Strongest evidence: The most robust research supports vitamin E for reducing liver enzymes in people with non-alcoholic fatty liver disease (NAFLD) or metabolic dysfunction-associated steatotic liver disease (MASLD). For aspartate aminotransferase (AST), 3 of 5 studies reported beneficial effects (moderate evidence strength), with effective doses of 298–1000 IU/day. For alanine aminotransferase (ALT), all 4 studies showed benefit (moderate evidence), with doses of 400–1000 IU/day. Effects were typically observed at 8–12 weeks. Evidence for reducing inflammation is also moderate, with all 3 studies reporting benefit, though effect sizes varied widely (small to large) and doses were inconsistent.
Mixed or weaker evidence: Several outcomes have low or very low evidence strength, meaning conclusions are preliminary. For pain reduction, all 3 studies reported benefit (low evidence), but one combined vitamin E with other nutrients, making its independent effect unclear. For sperm morphology, only 1 of 3 studies found a significant benefit (low evidence). For tumor necrosis factor alpha (TNF-α) and malondialdehyde levels, only 1 of 3 studies each showed a significant effect, with the rest neutral. For sperm motility, all 3 studies found no benefit (very low evidence).
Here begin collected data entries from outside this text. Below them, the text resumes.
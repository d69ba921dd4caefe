//! Geolayer Geo - Coordinate normalization and spatial predicates
//!
//! This crate decides, per coordinate pair, whether a GeoJSON geometry needs
//! reprojection to longitude/latitude and applies it across nested rings and
//! polygons. It also evaluates intersections for the in-memory store.

pub mod normalize;
pub mod spatial;
pub mod transform;

pub use normalize::{check_and_transform, geometry_kind, is_lon_lat, GeometryNormalizer};
pub use transform::{CoordinateTransformer, ProjTransformer};
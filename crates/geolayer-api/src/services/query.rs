use geojson::Geometry;
use geolayer_core::error::{GeolayerError, Result};
use serde_json::Value as JsonValue;

use crate::dto::QueryResponse;
use crate::error::ApiError;
use crate::state::AppState;

/// Service for region queries
pub struct QueryService;

impl QueryService {
    /// Find every stored layer intersecting the request's geometry
    pub async fn query(
        state: &AppState,
        body: &JsonValue,
    ) -> std::result::Result<QueryResponse, ApiError> {
        let mut region = parse_region(body)?;

        if state.normalize_query_geometry {
            state.normalizer.normalize_geometry(&mut region)?;
        }

        let features = state.store.find_intersecting(&region).await?;

        tracing::info!(matches = features.len(), "Region query complete");

        Ok(QueryResponse { features })
    }
}

/// Extract the `geometry` member of a region query body
pub fn parse_region(body: &JsonValue) -> Result<Geometry> {
    let geometry = body
        .get("geometry")
        .filter(|value| !value.is_null())
        .ok_or_else(|| GeolayerError::format("missing geometry field"))?;

    let object = geometry
        .as_object()
        .ok_or_else(|| GeolayerError::format("geometry must be an object"))?;

    for key in ["type", "coordinates"] {
        if !object.contains_key(key) {
            return Err(GeolayerError::format(format!("geometry is missing '{}'", key)));
        }
    }

    serde_json::from_value(geometry.clone())
        .map_err(|e| GeolayerError::format(format!("geometry cannot be parsed: {}", e)))
}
Effective dose patterns: Across multiple outcomes, effective doses converge in the range of 400–1000 IU/day for liver-related outcomes (AST, ALT) and 400–800 IU/day for TNF-α reduction. For pain, one study used 600 mg twice daily. For sperm morphology, doses of 100 mg twice or thrice daily were used. No consistent dose was reported for inflammation or malondialdehyde reduction.
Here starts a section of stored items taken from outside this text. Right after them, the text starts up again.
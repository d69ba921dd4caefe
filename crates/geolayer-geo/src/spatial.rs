//! Planar spatial predicates over GeoJSON geometry

use geo::algorithm::bounding_rect::BoundingRect;
use geo::algorithm::intersects::Intersects;
use geo::{Geometry as GeoGeometry, Rect};
use geojson::Geometry;
use geolayer_core::error::{GeolayerError, Result};

/// Convert a GeoJSON geometry into a `geo` geometry
pub fn to_geo_geometry(geometry: &Geometry) -> Result<GeoGeometry<f64>> {
    GeoGeometry::<f64>::try_from(geometry.clone()).map_err(|e| {
        GeolayerError::format(format!("Geometry cannot be evaluated spatially: {}", e))
    })
}

/// A query geometry converted once and checked against many candidates
pub struct IntersectionFilter {
    geometry: GeoGeometry<f64>,
    bbox: Option<Rect<f64>>,
}

impl IntersectionFilter {
    pub fn new(query: &Geometry) -> Result<Self> {
        let geometry = to_geo_geometry(query)?;
        let bbox = geometry.bounding_rect();
        Ok(Self { geometry, bbox })
    }

    /// Check if a candidate geometry intersects the query geometry
    ///
    /// Candidates that cannot be converted never match.
    pub fn matches(&self, candidate: &Geometry) -> bool {
        let Ok(candidate) = to_geo_geometry(candidate) else {
            return false;
        };

        // Cheap rejection before the exact predicate
        if let (Some(query_bbox), Some(candidate_bbox)) = (self.bbox, candidate.bounding_rect()) {
            if !bounding_boxes_intersect(&query_bbox, &candidate_bbox) {
                return false;
            }
        }

        candidate.intersects(&self.geometry)
    }
}

/// Check if two bounding boxes intersect
fn bounding_boxes_intersect(bbox1: &Rect, bbox2: &Rect) -> bool {
    let x_overlap = bbox1.min().x <= bbox2.max().x && bbox1.max().x >= bbox2.min().x;
    let y_overlap = bbox1.min().y <= bbox2.max().y && bbox1.max().y >= bbox2.min().y;

    x_overlap && y_overlap
}

#[cfg(test)]
mod tests {
    use super::*;
    use geojson::Value;

    fn square(min: f64, max: f64) -> Geometry {
        Geometry::new(Value::Polygon(vec![vec![
            vec![min, min],
            vec![max, min],
            vec![max, max],
            vec![min, max],
            vec![min, min],
        ]]))
    }

    fn intersects(geometry: &Geometry, query: &Geometry) -> bool {
        IntersectionFilter::new(query).unwrap().matches(geometry)
    }

    #[test]
    fn test_point_in_polygon() {
        let point = Geometry::new(Value::Point(vec![0.5, 0.5]));
        assert!(intersects(&point, &square(0.0, 1.0)));
        assert!(!intersects(&point, &square(2.0, 3.0)));
    }

    #[test]
    fn test_overlapping_polygons() {
        assert!(intersects(&square(0.0, 2.0), &square(1.0, 3.0)));
        assert!(!intersects(&square(0.0, 1.0), &square(1.5, 3.0)));
    }

    #[test]
    fn test_touching_boundaries_intersect() {
        assert!(intersects(&square(0.0, 1.0), &square(1.0, 2.0)));
    }

    #[test]
    fn test_multipolygon_candidate() {
        let multi = Geometry::new(Value::MultiPolygon(vec![
            vec![vec![
                vec![10.0, 10.0],
                vec![11.0, 10.0],
                vec![11.0, 11.0],
                vec![10.0, 10.0],
            ]],
            vec![vec![vec![0.0, 0.0], vec![0.5, 0.0], vec![0.5, 0.5], vec![0.0, 0.0]]],
        ]));
        let filter = IntersectionFilter::new(&square(0.0, 1.0)).unwrap();
        assert!(filter.matches(&multi));
    }

    #[test]
    fn test_bounding_boxes_intersect() {
        let a = Rect::new((0.0, 0.0), (1.0, 1.0));
        let b = Rect::new((0.5, 0.5), (2.0, 2.0));
        let c = Rect::new((3.0, 3.0), (4.0, 4.0));
        assert!(bounding_boxes_intersect(&a, &b));
        assert!(!bounding_boxes_intersect(&a, &c));
    }
}
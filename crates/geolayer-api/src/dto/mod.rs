mod request;
mod response;

pub use request::UploadedFeature;
pub use response::{HealthResponse, QueryResponse, UploadResponse};
use async_trait::async_trait;
use geojson::Geometry;
use geolayer_core::error::Result;
use geolayer_core::models::{LayerDetail, LayerId, LayerRecord, LayerSummary, StoredLayer};

/// Port for layer storage operations
///
/// Spatial evaluation belongs to the adapter; callers hand over GeoJSON
/// geometry as-is.
#[async_trait]
pub trait LayerStore: Send + Sync {
    /// Insert a batch of records, all-or-nothing, returning their identifiers in order
    async fn insert_many(&self, records: &[LayerRecord]) -> Result<Vec<LayerId>>;

    /// Every stored record whose geometry intersects the given geometry
    async fn find_intersecting(&self, geometry: &Geometry) -> Result<Vec<StoredLayer>>;

    /// Identifier plus the named property sub-fields of every record
    async fn list_layers(&self, fields: &[String]) -> Result<Vec<LayerSummary>>;

    /// Geometry and properties of a single record
    async fn get_layer(&self, id: LayerId) -> Result<Option<LayerDetail>>;
}
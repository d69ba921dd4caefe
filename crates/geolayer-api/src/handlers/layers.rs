use std::sync::Arc;

use axum::{
    extract::{Path, State},
    Json,
};
use geolayer_core::models::{LayerDetail, LayerId, LayerSummary};
use geolayer_core::GeolayerError;

use crate::error::ApiError;
use crate::state::AppState;

/// List every stored layer with the configured property sub-fields
pub async fn list_layers(
    State(state): State<Arc<AppState>>,
) -> Result<Json<Vec<LayerSummary>>, ApiError> {
    let layers = state.store.list_layers(&state.summary_fields).await?;
    Ok(Json(layers))
}

/// Fetch geometry and properties of one layer
pub async fn get_layer(
    State(state): State<Arc<AppState>>,
    Path(layer_id): Path<String>,
) -> Result<Json<LayerDetail>, ApiError> {
    let id: LayerId = layer_id.parse()?;

    let detail = state
        .store
        .get_layer(id)
        .await?
        .ok_or(GeolayerError::NotFound { id: layer_id })?;

    Ok(Json(detail))
}
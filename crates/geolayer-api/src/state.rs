use geolayer_geo::GeometryNormalizer;
use geolayer_store::ports::LayerStore;
use std::sync::Arc;

/// Shared request state: the store handle and the normalizer built at startup
#[derive(Clone)]
pub struct AppState {
    pub store: Arc<dyn LayerStore>,
    pub normalizer: GeometryNormalizer,
    /// Property sub-fields returned by `GET /layers`
    pub summary_fields: Vec<String>,
    pub normalize_query_geometry: bool,
}

impl AppState {
    pub fn new(
        store: Arc<dyn LayerStore>,
        normalizer: GeometryNormalizer,
        summary_fields: Vec<String>,
    ) -> Self {
        Self {
            store,
            normalizer,
            summary_fields,
            normalize_query_geometry: false,
        }
    }

    /// Also normalize the geometry of region queries
    pub fn with_query_normalization(mut self, enabled: bool) -> Self {
        self.normalize_query_geometry = enabled;
        self
    }
}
Population insights: The strongest evidence is concentrated in people with NAFLD or MASLD, where vitamin E shows consistent benefits for liver enzyme reduction. Other clinical populations studied include patients with carpal tunnel syndrome, NASH, epilepsy, and male infertility. Evidence in healthy individuals is minimal, and most findings come from specific clinical groups, limiting generalizability.
Notable caveats: Across syntheses, several caveats recur: small evidence bases (3–5 studies per outcome), potential publication bias (especially for outcomes where all studies show benefit), and many individual studies failing to reach statistical significance. Several outcomes rely on studies that combined vitamin E with other nutrients, making its independent effect uncertain. Effect sizes vary widely, and most findings are preliminary.